Ma da un’analisi più approfondita del fenomeno dei networks come Facebook, si intuisce che i gruppi si basano sulla estemporaneità e sulla superficialità dei rapporti umani. Ci si affida un po’ al caso: non interessa molto se quello dall’altra parte sia veramente un amico. L’importante è che abbia qualcosa di “utile” da offrirti. Un generico “like” / “mi piace” è il massimo che si chiede all’utente sprovveduto che così non deve elaborare chissà quale complesso giudizio critico.
Poi, è vero, ci sono anche quelli che si sforzano di usare il mezzo con intelligenza, ma sono una minoranza. Forse è lecito credere che per la natura stessa di questo media, il tanto atteso salto di qualità non avverrà mai.
A Facebook, come aveva già denunciato la Gabanelli, brava giornalista del TG3 nel suo tanto criticato reportage televisivo su Rai3 (e per quello aggredita dal popolo di Facebook che l’ha accusata di non aver capito il carattere innovativo del fenomeno dei social network perché troppo “vecchia”), manca dunque una precisa identità, mancano i valori fondanti, senza i quali si smarrisce la via maestra.
Che fare dunque? Perseverare nella critica ad oltranza del vecchio associazionismo incapace di produrre il nuovo e di fare la differenza? Continuare a denunciare i limiti dei nuovi social networks, accusati, spesso a ragione, di essere frivoli, di diffondere qualunquismo e, in generale, di essere scarsamente rappresentativi?

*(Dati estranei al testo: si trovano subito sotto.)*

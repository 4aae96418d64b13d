//! Hash directory page.
//!
//! The directory maps the low bits of a key's hash to a bucket page.
//! Layout, front to back:
//!
//! ```text
//! Offset  Size  Field
//! ------  ----  -----
//!    0      4   global_depth (LE u32)
//!    4    512   local_depth per slot (u8 each)
//!  516   2048   bucket_page_id per slot (LE u32 each)
//! ```
//!
//! `2^global_depth` slots are live; global depth is capped at 9, so
//! the directory never outgrows its 512 slots.

use std::collections::HashMap;

use strata_common::constants::{DIRECTORY_ARRAY_SIZE, DIRECTORY_MAX_DEPTH, PAGE_SIZE};
use strata_common::types::PageId;

const GLOBAL_DEPTH_OFFSET: usize = 0;
const LOCAL_DEPTHS_OFFSET: usize = 4;
const BUCKET_IDS_OFFSET: usize = LOCAL_DEPTHS_OFFSET + DIRECTORY_ARRAY_SIZE;
const DIRECTORY_BYTES: usize = BUCKET_IDS_OFFSET + 4 * DIRECTORY_ARRAY_SIZE;

/// Read-only view of a directory page.
pub struct DirectoryPageRef<'a> {
    data: &'a [u8],
}

impl<'a> DirectoryPageRef<'a> {
    /// Wraps a page buffer.
    pub fn new(data: &'a [u8]) -> Self {
        debug_assert!(data.len() >= DIRECTORY_BYTES && DIRECTORY_BYTES <= PAGE_SIZE);
        Self { data }
    }

    /// Number of low hash bits the directory discriminates on.
    #[inline]
    pub fn global_depth(&self) -> u32 {
        u32::from_le_bytes(
            self.data[GLOBAL_DEPTH_OFFSET..GLOBAL_DEPTH_OFFSET + 4]
                .try_into()
                .unwrap(),
        )
    }

    /// Number of live directory slots (`2^global_depth`).
    #[inline]
    pub fn size(&self) -> usize {
        1 << self.global_depth()
    }

    /// Mask selecting the low `global_depth` bits of a hash.
    #[inline]
    pub fn global_depth_mask(&self) -> u32 {
        (1u32 << self.global_depth()) - 1
    }

    /// Directory slot a hash lands in.
    #[inline]
    pub fn bucket_index(&self, hash: u32) -> usize {
        (hash & self.global_depth_mask()) as usize
    }

    /// Number of low hash bits the bucket at `slot` discriminates on.
    #[inline]
    pub fn local_depth(&self, slot: usize) -> u32 {
        self.data[LOCAL_DEPTHS_OFFSET + slot] as u32
    }

    /// Mask selecting the low `local_depth(slot)` bits of a hash.
    #[inline]
    pub fn local_depth_mask(&self, slot: usize) -> u32 {
        (1u32 << self.local_depth(slot)) - 1
    }

    /// The bit distinguishing the bucket at `slot` from its buddy.
    #[inline]
    pub fn local_high_bit(&self, slot: usize) -> u32 {
        1u32 << self.local_depth(slot)
    }

    /// The bucket page the slot points at.
    #[inline]
    pub fn bucket_page_id(&self, slot: usize) -> PageId {
        let off = BUCKET_IDS_OFFSET + slot * 4;
        PageId::from_le_bytes(self.data[off..off + 4].try_into().unwrap())
    }

    /// Returns true iff every live slot sits strictly below the global
    /// depth, i.e. halving the directory would lose nothing.
    pub fn can_shrink(&self) -> bool {
        if self.global_depth() == 0 {
            return false;
        }
        (0..self.size()).all(|slot| self.local_depth(slot) < self.global_depth())
    }

    /// Asserts the directory invariants.
    ///
    /// - every slot's local depth is at most the global depth
    /// - every slot points at a valid page
    /// - all slots sharing a page agree on its local depth
    /// - a bucket at depth `d` is referenced by exactly
    ///   `2^(global_depth - d)` slots
    ///
    /// Violations abort: a corrupt directory has no defined recovery.
    pub fn verify_integrity(&self) {
        let global_depth = self.global_depth();
        assert!(
            global_depth <= DIRECTORY_MAX_DEPTH,
            "global depth {global_depth} above the directory cap"
        );

        let mut ref_counts: HashMap<PageId, u32> = HashMap::new();
        let mut depths: HashMap<PageId, u32> = HashMap::new();

        for slot in 0..self.size() {
            let local_depth = self.local_depth(slot);
            assert!(
                local_depth <= global_depth,
                "slot {slot}: local depth {local_depth} above global depth {global_depth}"
            );

            let page_id = self.bucket_page_id(slot);
            assert!(page_id.is_valid(), "slot {slot} points at no bucket");

            *ref_counts.entry(page_id).or_default() += 1;
            match depths.get(&page_id) {
                Some(&depth) => assert_eq!(
                    depth, local_depth,
                    "bucket {page_id} seen at depths {depth} and {local_depth}"
                ),
                None => {
                    depths.insert(page_id, local_depth);
                }
            }
        }

        for (page_id, count) in ref_counts {
            let expected = 1u32 << (global_depth - depths[&page_id]);
            assert_eq!(
                count, expected,
                "bucket {page_id} referenced by {count} slots, expected {expected}"
            );
        }
    }
}

/// Mutable view of a directory page.
pub struct DirectoryPageMut<'a> {
    data: &'a mut [u8],
}

impl<'a> DirectoryPageMut<'a> {
    /// Wraps a page buffer.
    pub fn new(data: &'a mut [u8]) -> Self {
        debug_assert!(data.len() >= DIRECTORY_BYTES);
        Self { data }
    }

    /// Reborrows as a read-only view.
    pub fn as_ref(&self) -> DirectoryPageRef<'_> {
        DirectoryPageRef::new(self.data)
    }

    /// Initializes a fresh directory: depth zero, every slot pointing
    /// nowhere. The single live slot must be wired to its first bucket
    /// by the caller.
    pub fn init(&mut self) {
        self.set_global_depth(0);
        for slot in 0..DIRECTORY_ARRAY_SIZE {
            self.set_local_depth(slot, 0);
            self.set_bucket_page_id(slot, PageId::INVALID);
        }
    }

    fn set_global_depth(&mut self, depth: u32) {
        debug_assert!(depth <= DIRECTORY_MAX_DEPTH);
        self.data[GLOBAL_DEPTH_OFFSET..GLOBAL_DEPTH_OFFSET + 4]
            .copy_from_slice(&depth.to_le_bytes());
    }

    /// Increments the global depth, doubling the live slot count.
    pub fn incr_global_depth(&mut self) {
        let depth = self.as_ref().global_depth();
        assert!(
            depth < DIRECTORY_MAX_DEPTH,
            "directory cannot grow past {DIRECTORY_ARRAY_SIZE} slots"
        );
        self.set_global_depth(depth + 1);
    }

    /// Decrements the global depth, halving the live slot count.
    pub fn decr_global_depth(&mut self) {
        let depth = self.as_ref().global_depth();
        debug_assert!(depth > 0);
        self.set_global_depth(depth - 1);
    }

    /// Sets the local depth of `slot`.
    pub fn set_local_depth(&mut self, slot: usize, depth: u32) {
        debug_assert!(depth <= DIRECTORY_MAX_DEPTH);
        self.data[LOCAL_DEPTHS_OFFSET + slot] = depth as u8;
    }

    /// Increments the local depth of `slot`.
    pub fn incr_local_depth(&mut self, slot: usize) {
        let depth = self.as_ref().local_depth(slot);
        self.set_local_depth(slot, depth + 1);
    }

    /// Decrements the local depth of `slot`.
    pub fn decr_local_depth(&mut self, slot: usize) {
        let depth = self.as_ref().local_depth(slot);
        debug_assert!(depth > 0);
        self.set_local_depth(slot, depth - 1);
    }

    /// Points `slot` at `page_id`.
    pub fn set_bucket_page_id(&mut self, slot: usize, page_id: PageId) {
        let off = BUCKET_IDS_OFFSET + slot * 4;
        self.data[off..off + 4].copy_from_slice(&page_id.to_le_bytes());
    }
}
//! Page handles: pinned-page guards with latched byte access.
//!
//! A [`PageHandle`] is the only way callers touch page bytes. It keeps
//! the frame pinned for its lifetime (so the page cannot be evicted
//! out from under the caller), hands out the frame latch in shared or
//! exclusive mode, and unpins with the accumulated dirty flag on drop.

use std::ops::{Deref, DerefMut};
use std::sync::Arc;

use strata_common::types::PageId;

use super::frame::BufferFrame;
use super::pool::BufferPoolManager;

/// RAII guard over a pinned page.
///
/// Returned by `new_page`/`fetch_page`. Holding the handle holds the
/// pin; `data`/`data_mut` take the frame latch in the matching mode.
/// Dropping the handle unpins the page, reporting it dirty if any
/// mutable access (or an explicit [`mark_dirty`]) happened.
///
/// [`mark_dirty`]: PageHandle::mark_dirty
pub struct PageHandle<'a> {
    pool: &'a dyn BufferPoolManager,
    frame: Arc<BufferFrame>,
    page_id: PageId,
    dirty: bool,
}

impl<'a> PageHandle<'a> {
    pub(crate) fn new(
        pool: &'a dyn BufferPoolManager,
        frame: Arc<BufferFrame>,
        page_id: PageId,
    ) -> Self {
        Self {
            pool,
            frame,
            page_id,
            dirty: false,
        }
    }

    /// Returns the pinned page's identifier.
    #[inline]
    pub fn page_id(&self) -> PageId {
        self.page_id
    }

    /// Takes the frame latch in shared mode and returns the page bytes.
    #[inline]
    pub fn data(&self) -> impl Deref<Target = [u8]> + '_ {
        PageDataRef {
            guard: self.frame.read_data(),
        }
    }

    /// Takes the frame latch in exclusive mode and returns the page
    /// bytes mutably. Marks the handle dirty.
    #[inline]
    pub fn data_mut(&mut self) -> impl DerefMut<Target = [u8]> + '_ {
        self.dirty = true;
        PageDataMut {
            guard: self.frame.write_data(),
        }
    }

    /// Marks the page dirty without touching the bytes.
    #[inline]
    pub fn mark_dirty(&mut self) {
        self.dirty = true;
    }

    /// Returns true if this handle will unpin the page as dirty.
    #[inline]
    pub fn is_dirty(&self) -> bool {
        self.dirty
    }
}

impl Drop for PageHandle<'_> {
    fn drop(&mut self) {
        self.pool.unpin_page(self.page_id, self.dirty);
    }
}

impl std::fmt::Debug for PageHandle<'_> {
    fn fmt(&self, f: &mut std::fmt::Formatter<'_>) -> std::fmt::Result {
        f.debug_struct("PageHandle")
            .field("page_id", &self.page_id)
            .field("frame_id", &self.frame.frame_id())
            .field("dirty", &self.dirty)
            .finish()
    }
}

/// Helper struct to provide Deref for page data.
struct PageDataRef<'a> {
    guard: parking_lot::RwLockReadGuard<'a, Box<[u8]>>,
}

impl Deref for PageDataRef<'_> {
    type Target = [u8];

    fn deref(&self) -> &Self::Target {
        &self.guard
    }
}

/// Helper struct to provide DerefMut for page data.
struct PageDataMut<'a> {
    guard: parking_lot::RwLockWriteGuard<'a, Box<[u8]>>,
}

impl Deref for PageDataMut<'_> {
    type Target = [u8];

    fn deref(&self) -> &Self::Target {
        &self.guard
    }
}

impl DerefMut for PageDataMut<'_> {
    fn deref_mut(&mut self) -> &mut Self::Target {
        &mut self.guard
    }
}
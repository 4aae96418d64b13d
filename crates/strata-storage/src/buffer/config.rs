//! Buffer pool configuration.

use strata_common::constants::{DEFAULT_POOL_SIZE, PAGE_SIZE};

/// Configuration for a buffer pool instance.
#[derive(Debug, Clone)]
pub struct BufferPoolConfig {
    /// Number of page frames in this instance.
    pub pool_size: usize,
    /// Total number of instances in the parallel pool this instance
    /// belongs to (1 for a standalone pool).
    pub num_instances: usize,
    /// Index of this instance within the parallel pool.
    ///
    /// The instance allocates page identifiers `instance_index`,
    /// `instance_index + num_instances`, … so that every page it owns
    /// satisfies `page_id % num_instances == instance_index`.
    pub instance_index: usize,
}

impl BufferPoolConfig {
    /// Creates a standalone-instance configuration with the given
    /// number of frames.
    pub fn new(pool_size: usize) -> Self {
        Self {
            pool_size,
            num_instances: 1,
            instance_index: 0,
        }
    }

    /// Places the instance at `instance_index` of a `num_instances`
    /// parallel pool.
    pub fn with_stripe(mut self, num_instances: usize, instance_index: usize) -> Self {
        self.num_instances = num_instances;
        self.instance_index = instance_index;
        self
    }

    /// Returns the memory used by this instance's frames.
    pub fn memory_usage(&self) -> usize {
        self.pool_size * PAGE_SIZE
    }

    /// Validates the configuration.
    pub fn validate(&self) -> Result<(), &'static str> {
        if self.pool_size == 0 {
            return Err("pool_size must be > 0");
        }
        if self.num_instances == 0 {
            return Err("num_instances must be > 0");
        }
        if self.instance_index >= self.num_instances {
            return Err("instance_index must be < num_instances");
        }
        Ok(())
    }
}

impl Default for BufferPoolConfig {
    fn default() -> Self {
        Self::new(DEFAULT_POOL_SIZE)
    }
}
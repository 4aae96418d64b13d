//! Key hashing for the extendible hash table.
//!
//! The table only needs a deterministic 32-bit hash with
//! well-distributed low bits; the directory masks those low bits to
//! pick a bucket. The hasher is an explicit construction parameter so
//! callers (and tests) control bucket placement.

use std::hash::{Hash, Hasher};

use siphasher::sip::SipHasher13;

/// Hash function contract for index keys.
pub trait KeyHasher<K>: Send + Sync {
    /// Returns the 32-bit hash of `key`.
    fn hash32(&self, key: &K) -> u32;
}

/// Default keyed SipHash-1-3 hasher, truncated to 32 bits.
///
/// The keys are fixed so the same database always hashes the same way
/// across runs.
#[derive(Debug, Clone)]
pub struct SipKeyHasher {
    k0: u64,
    k1: u64,
}

impl SipKeyHasher {
    /// Creates the default hasher.
    pub fn new() -> Self {
        Self::with_keys(0x7374_7261_7461_6462, 0x6861_7368_696e_6467)
    }

    /// Creates a hasher with explicit SipHash keys.
    pub fn with_keys(k0: u64, k1: u64) -> Self {
        Self { k0, k1 }
    }
}

impl Default for SipKeyHasher {
    fn default() -> Self {
        Self::new()
    }
}

impl<K: Hash> KeyHasher<K> for SipKeyHasher {
    fn hash32(&self, key: &K) -> u32 {
        let mut hasher = SipHasher13::new_with_keys(self.k0, self.k1);
        key.hash(&mut hasher);
        hasher.finish() as u32
    }
}

/// Hasher that maps an integer key to itself.
///
/// Useful in tests that need to steer keys into specific buckets:
/// the low bits of the key become the directory index directly.
#[derive(Debug, Clone, Copy, Default)]
pub struct IdentityHasher;

impl KeyHasher<u32> for IdentityHasher {
    fn hash32(&self, key: &u32) -> u32 {
        *key
    }
}

impl KeyHasher<u64> for IdentityHasher {
    fn hash32(&self, key: &u64) -> u32 {
        *key as u32
    }
}

#[cfg(test)]
mod tests {
    use super::*;

    #[test]
    fn test_sip_hasher_deterministic() {
        let a = SipKeyHasher::new();
        let b = SipKeyHasher::new();
        assert_eq!(a.hash32(&42u64), b.hash32(&42u64));
        assert_eq!(a.hash32(&"key"), a.hash32(&"key"));
    }

    #[test]
    fn test_sip_hasher_keys_matter() {
        let a = SipKeyHasher::new();
        let b = SipKeyHasher::with_keys(1, 2);
        assert_ne!(a.hash32(&42u64), b.hash32(&42u64));
    }

    #[test]
    fn test_sip_hasher_spreads_low_bits() {
        let hasher = SipKeyHasher::new();
        let mut buckets = [0usize; 8];
        for key in 0..8000u64 {
            buckets[(hasher.hash32(&key) & 7) as usize] += 1;
        }
        // Each of the 8 low-bit patterns should see roughly 1000 keys.
        for &count in &buckets {
            assert!(count > 700, "skewed low bits: {buckets:?}");
        }
    }

    #[test]
    fn test_identity_hasher() {
        assert_eq!(IdentityHasher.hash32(&7u32), 7);
        assert_eq!(IdentityHasher.hash32(&(u32::MAX as u64 + 5)), 4);
    }
}
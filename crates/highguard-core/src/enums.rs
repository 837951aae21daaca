//! Enumeration types used throughout the combat core.

use serde::{Deserialize, Serialize};

/// Session lifecycle phase.
#[derive(Debug, Clone, Copy, Default, PartialEq, Eq, Serialize, Deserialize)]
pub enum SessionPhase {
    /// Created, waiting for both parties to be ready.
    #[default]
    AwaitingPlayers,
    /// Combat in progress.
    Active,
    /// Ended by a normal kill.
    Victory,
    /// Ended because a party's transport connection dropped.
    Forfeited,
    /// Ended by an explicit abandon command.
    Abandoned,
}

/// Dodge posture held by a combatant until its next turn begins.
#[derive(Debug, Clone, Copy, Default, PartialEq, Eq, Serialize, Deserialize)]
pub enum DodgePosture {
    /// No evasive maneuvering.
    #[default]
    Steady,
    /// Light evasive weaving.
    Evasive,
    /// All thrust into evasion.
    AllOut,
}

/// Munition types with tracked ammunition counts.
#[derive(Debug, Clone, Copy, PartialEq, Eq, Hash, Serialize, Deserialize)]
pub enum AmmoKind {
    /// Multi-round seeking munitions.
    Missiles,
    /// Sand canisters for the countermeasure launcher.
    Sand,
}

impl AmmoKind {
    /// Stable wire fragment used in reject codes (`insufficient_<kind>`).
    pub fn code(self) -> &'static str {
        match self {
            AmmoKind::Missiles => "missiles",
            AmmoKind::Sand => "sand",
        }
    }
}

/// Severity of a critical hit, worsening as hull falls.
#[derive(Debug, Clone, Copy, PartialEq, Eq, PartialOrd, Ord, Serialize, Deserialize)]
pub enum CritSeverity {
    Light,
    Moderate,
    Severe,
    Critical,
}

/// Ship system struck by a critical hit (2d6 location table).
#[derive(Debug, Clone, Copy, PartialEq, Eq, Serialize, Deserialize)]
pub enum ShipSystem {
    Sensors,
    PowerPlant,
    Fuel,
    Weapon,
    Armor,
    Hull,
    Maneuver,
    Cargo,
    Computer,
    Crew,
    Bridge,
}

/// Crew role used to look up skill modifiers.
#[derive(Debug, Clone, Copy, PartialEq, Eq, Hash, Serialize, Deserialize)]
pub enum CrewRole {
    /// Flies the ship; feeds the (unused) initiative helper in the
    /// original rules, kept as crew reference data.
    Pilot,
    /// Attack and point-defense modifier.
    Gunner,
    /// Repair check modifier.
    Engineer,
}

/// Opponent decision policy.
#[derive(Debug, Clone, Copy, Default, PartialEq, Eq, Hash, Serialize, Deserialize)]
pub enum StrategyKind {
    #[default]
    Balanced,
    Aggressive,
    Defensive,
    Cautious,
}

/// Why a session ended, when the end was not a normal kill.
#[derive(Debug, Clone, Copy, PartialEq, Eq, Serialize, Deserialize)]
#[serde(rename_all = "snake_case")]
pub enum EndReason {
    /// The losing party's transport connection was lost mid-session.
    OpponentDisconnected,
    /// The losing party abandoned the session.
    Abandoned,
}
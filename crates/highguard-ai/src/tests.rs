#[cfg(test)]
mod tests {
    use rand::SeedableRng;
    use rand_chacha::ChaCha8Rng;

    use highguard_core::commands::CombatCommand;
    use highguard_core::enums::StrategyKind;
    use highguard_core::types::{CombatantId, RangeBand};

    use crate::context::DecisionContext;
    use crate::decide::decide;
    use crate::profiles::{profile, suggest_strategy};

    fn make_context(
        range: RangeBand,
        hull_fraction: f64,
        incoming: Vec<u32>,
        missiles_ammo: u32,
        sand_ammo: u32,
    ) -> DecisionContext {
        DecisionContext {
            me: CombatantId(2),
            round: 3,
            range,
            hull_fraction,
            missiles_ammo,
            sand_ammo,
            has_missile_rack: true,
            has_sandcaster: true,
            turrets: 1,
            incoming,
            direct_fire_index: Some(0),
        }
    }

    fn sample(
        ctx: &DecisionContext,
        strategy: StrategyKind,
        trials: u32,
    ) -> Vec<CombatCommand> {
        let mut rng = ChaCha8Rng::seed_from_u64(7);
        (0..trials).map(|_| decide(ctx, strategy, &mut rng)).collect()
    }

    // ---- Ladder gating ----

    #[test]
    fn test_no_point_defense_without_incoming() {
        let ctx = make_context(RangeBand::Short, 1.0, vec![], 6, 6);
        for command in sample(&ctx, StrategyKind::Defensive, 50) {
            assert!(
                !matches!(command, CombatCommand::PointDefense { .. }),
                "point defense requires an incoming missile"
            );
        }
    }

    #[test]
    fn test_no_countermeasure_at_full_hull() {
        let ctx = make_context(RangeBand::Short, 1.0, vec![], 6, 6);
        for command in sample(&ctx, StrategyKind::Defensive, 50) {
            assert!(!matches!(command, CombatCommand::UseCountermeasure));
        }
    }

    #[test]
    fn test_no_countermeasure_without_sand() {
        let ctx = make_context(RangeBand::Short, 0.2, vec![], 6, 0);
        for command in sample(&ctx, StrategyKind::Defensive, 50) {
            assert!(!matches!(command, CombatCommand::UseCountermeasure));
        }
    }

    #[test]
    fn test_point_defense_targets_nearest_missile() {
        // Incoming list is ordered nearest first by the context builder.
        let ctx = make_context(RangeBand::Short, 1.0, vec![4, 9], 6, 6);
        let picked = sample(&ctx, StrategyKind::Defensive, 50)
            .into_iter()
            .find_map(|c| match c {
                CombatCommand::PointDefense { missile_id } => Some(missile_id),
                _ => None,
            });
        assert_eq!(picked, Some(4));
    }

    // ---- Fire preferences ----

    #[test]
    fn test_fire_prefers_missiles_at_long_range() {
        let ctx = make_context(RangeBand::Long, 1.0, vec![], 6, 6);
        let fired = sample(&ctx, StrategyKind::Aggressive, 50)
            .into_iter()
            .filter(|c| {
                matches!(
                    c,
                    CombatCommand::LaunchMissile | CombatCommand::Fire { .. }
                )
            })
            .collect::<Vec<_>>();
        assert!(!fired.is_empty());
        for command in fired {
            assert_eq!(command, CombatCommand::LaunchMissile);
        }
    }

    #[test]
    fn test_fire_uses_direct_fire_when_close() {
        let ctx = make_context(RangeBand::Close, 1.0, vec![], 6, 6);
        let fired = sample(&ctx, StrategyKind::Aggressive, 50)
            .into_iter()
            .filter(|c| {
                matches!(
                    c,
                    CombatCommand::LaunchMissile | CombatCommand::Fire { .. }
                )
            })
            .collect::<Vec<_>>();
        assert!(!fired.is_empty());
        for command in fired {
            assert_eq!(command, CombatCommand::Fire { weapon_index: 0 });
        }
    }

    #[test]
    fn test_falls_back_to_missiles_without_direct_fire() {
        let mut ctx = make_context(RangeBand::Close, 1.0, vec![], 6, 6);
        ctx.direct_fire_index = None;
        let commands = sample(&ctx, StrategyKind::Aggressive, 50);
        assert!(commands.contains(&CombatCommand::LaunchMissile));
    }

    #[test]
    fn test_ends_turn_with_nothing_usable() {
        let mut ctx = make_context(RangeBand::Close, 1.0, vec![], 0, 0);
        ctx.direct_fire_index = None;
        ctx.has_missile_rack = false;
        ctx.has_sandcaster = false;
        for command in sample(&ctx, StrategyKind::Aggressive, 50) {
            assert!(matches!(
                command,
                CombatCommand::EndTurn | CombatCommand::Dodge { .. }
            ));
        }
    }

    // ---- Statistical behavior over repeated sampling ----

    #[test]
    fn test_defensive_majority_point_defense_under_missile_threat() {
        let ctx = make_context(RangeBand::Medium, 1.0, vec![11], 6, 6);
        let commands = sample(&ctx, StrategyKind::Defensive, 40);
        let pd = commands
            .iter()
            .filter(|c| matches!(c, CombatCommand::PointDefense { .. }))
            .count();
        assert!(
            pd * 2 > commands.len(),
            "defensive should point-defend in a majority of trials, got {pd}/40"
        );
    }

    #[test]
    fn test_aggressive_fires_in_large_majority_of_trials() {
        let ctx = make_context(RangeBand::Short, 1.0, vec![], 6, 6);
        let commands = sample(&ctx, StrategyKind::Aggressive, 40);
        let fired = commands
            .iter()
            .filter(|c| {
                matches!(
                    c,
                    CombatCommand::Fire { .. } | CombatCommand::LaunchMissile
                )
            })
            .count();
        assert!(
            fired * 4 >= commands.len() * 3,
            "aggressive should fire in a large majority of trials, got {fired}/40"
        );
    }

    #[test]
    fn test_defensive_dodges_more_than_aggressive() {
        let ctx = make_context(RangeBand::Short, 1.0, vec![], 0, 6);
        let count_dodges = |strategy| {
            sample(&ctx, strategy, 200)
                .iter()
                .filter(|c| matches!(c, CombatCommand::Dodge { .. }))
                .count()
        };
        let defensive = count_dodges(StrategyKind::Defensive);
        let aggressive = count_dodges(StrategyKind::Aggressive);
        assert!(
            defensive > aggressive,
            "defensive dodged {defensive}, aggressive {aggressive}"
        );
    }

    // ---- Profiles ----

    #[test]
    fn test_profile_bounds() {
        for strategy in [
            StrategyKind::Balanced,
            StrategyKind::Aggressive,
            StrategyKind::Defensive,
            StrategyKind::Cautious,
        ] {
            let p = profile(strategy);
            assert!((0.20..=0.80).contains(&p.point_defense_chance));
            assert!((0.10..=0.50).contains(&p.countermeasure_chance));
            assert!(p.dodge_chance > 0.0 && p.dodge_chance < 1.0);
        }
    }

    #[test]
    fn test_suggest_strategy_thresholds() {
        assert_eq!(suggest_strategy(0.10), StrategyKind::Defensive);
        assert_eq!(suggest_strategy(0.29), StrategyKind::Defensive);
        assert_eq!(suggest_strategy(0.50), StrategyKind::Balanced);
        assert_eq!(suggest_strategy(0.81), StrategyKind::Aggressive);
    }

    // ---- Determinism ----

    #[test]
    fn test_same_seed_same_decisions() {
        let ctx = make_context(RangeBand::Medium, 0.4, vec![3], 4, 2);
        let mut rng_a = ChaCha8Rng::seed_from_u64(99);
        let mut rng_b = ChaCha8Rng::seed_from_u64(99);
        for _ in 0..30 {
            let a = decide(&ctx, StrategyKind::Cautious, &mut rng_a);
            let b = decide(&ctx, StrategyKind::Cautious, &mut rng_b);
            assert_eq!(a, b);
        }
    }
}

C’è una terza via. Coniugare ciò che di nuovo ha saputo offrire Facebook, specie rispetto alle opportunità di viaggio, lavoro e studio all’estero con ciò che resta del buon, vecchio associazionismo democratico e progressista e quello di buono che ha saputo produrre nel corso degli ultimi decenni: i suoi valori positivi improntati alla solidarietà e alla emancipazione sociale.
E' vero: questa riabilitazione del vecchio associazionismo democratico può apparire un po' stucchevole; ma sono convinto che esso è il vero motore del cambiamento.
I segnali di rinnovamento e di rinascita non mancano, almeno qui da noi, nella nostra regione. Dunque, forse vale ancora la pena scommettere sul futuro della nostra comunità.
L’ottimismo è d’obbligo. Diciamo la verità: non ci resta molto altro.